[RECORDS SHOWN]

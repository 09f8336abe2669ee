//! Error taxonomy and the user-visible notices built from it

use std::fmt;

use serde::{Deserialize, Serialize};
use thiserror::Error;

/// Result type for puzzle operations
pub type PuzzleResult<T> = Result<T, PuzzleError>;

/// Caller-discipline violations against the board
#[derive(Debug, Clone, PartialEq, Eq, Error)]
pub enum BoardError {
    #[error("slot {slot} is outside the board (0..{len})")]
    SlotOutOfRange { slot: usize, len: usize },
    #[error("grid size must be at least 1")]
    EmptyGrid,
}

/// Why a bundle fetch failed
#[derive(Debug, Clone, PartialEq, Eq, Error, Serialize, Deserialize)]
pub enum DownloadFailure {
    #[error("HTTP {code}: {text}")]
    Status { code: u16, text: String },
    #[error("{0}")]
    Network(String),
}

#[derive(Debug, Clone, PartialEq, Error)]
pub enum PuzzleError {
    #[error("failed to load image {path}: {cause}")]
    AssetLoad { path: String, cause: String },
    #[error("download of {path} failed: {failure}")]
    Download {
        path: String,
        failure: DownloadFailure,
    },
    #[error("no bundle configured for this board")]
    MissingBundle,
    #[error("required element not found: {0}")]
    MissingResource(String),
    #[error("invalid configuration: {0}")]
    InvalidConfig(String),
    #[error(transparent)]
    Board(#[from] BoardError),
}

impl PuzzleError {
    /// Errors that end the play session
    pub fn is_fatal(&self) -> bool {
        matches!(
            self,
            Self::AssetLoad { .. } | Self::MissingResource(_) | Self::InvalidConfig(_)
        )
    }

    /// Build the message shown to the player
    pub fn notice(&self, board_name: &str) -> Notice {
        match self {
            Self::AssetLoad { path, cause } => Notice {
                message: format!("Failed to load \"{}\"", board_name),
                cause: cause.clone(),
                path: Some(path.clone()),
            },
            Self::Download { path, failure } => Notice {
                message: format!("Failed to download zip for \"{}\"", board_name),
                cause: format!("Download failed: {}", failure),
                path: Some(path.clone()),
            },
            Self::MissingBundle => Notice {
                message: "No zip configured for this board.".to_string(),
                cause: "Set \"downloads\" to a .zip file name in the puzzle configuration."
                    .to_string(),
                path: None,
            },
            Self::MissingResource(name) => Notice {
                message: "Initialization failed".to_string(),
                cause: format!("Required element not found: {}", name),
                path: None,
            },
            Self::InvalidConfig(reason) => Notice {
                message: "Initialization failed".to_string(),
                cause: reason.clone(),
                path: None,
            },
            Self::Board(err) => Notice {
                message: "Invalid move".to_string(),
                cause: err.to_string(),
                path: None,
            },
        }
    }
}

/// A user-visible error report
#[derive(Debug, Clone, PartialEq, Eq, Serialize, Deserialize)]
pub struct Notice {
    pub message: String,
    pub cause: String,
    pub path: Option<String>,
}

impl fmt::Display for Notice {
    fn fmt(&self, f: &mut fmt::Formatter<'_>) -> fmt::Result {
        write!(f, "{}", self.message)?;
        if let Some(path) = &self.path {
            write!(f, "\n\nPath: {}", path)?;
        }
        write!(f, "\n\nError: {}", self.cause)
    }
}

[/RECORDS SHOWN]

TASK ITEM => In the entries above, find the line with "use thiserror::Error;" and the line with "pub enum BoardError", then restate word for word both of them and every line between, with nothing more.

RESPONSE FOR THIS EXERCISE =>
use thiserror::Error;

/// Result type for puzzle operations
pub type PuzzleResult<T> = Result<T, PuzzleError>;

/// Caller-discipline violations against the board
#[derive(Debug, Clone, PartialEq, Eq, Error)]
pub enum BoardError {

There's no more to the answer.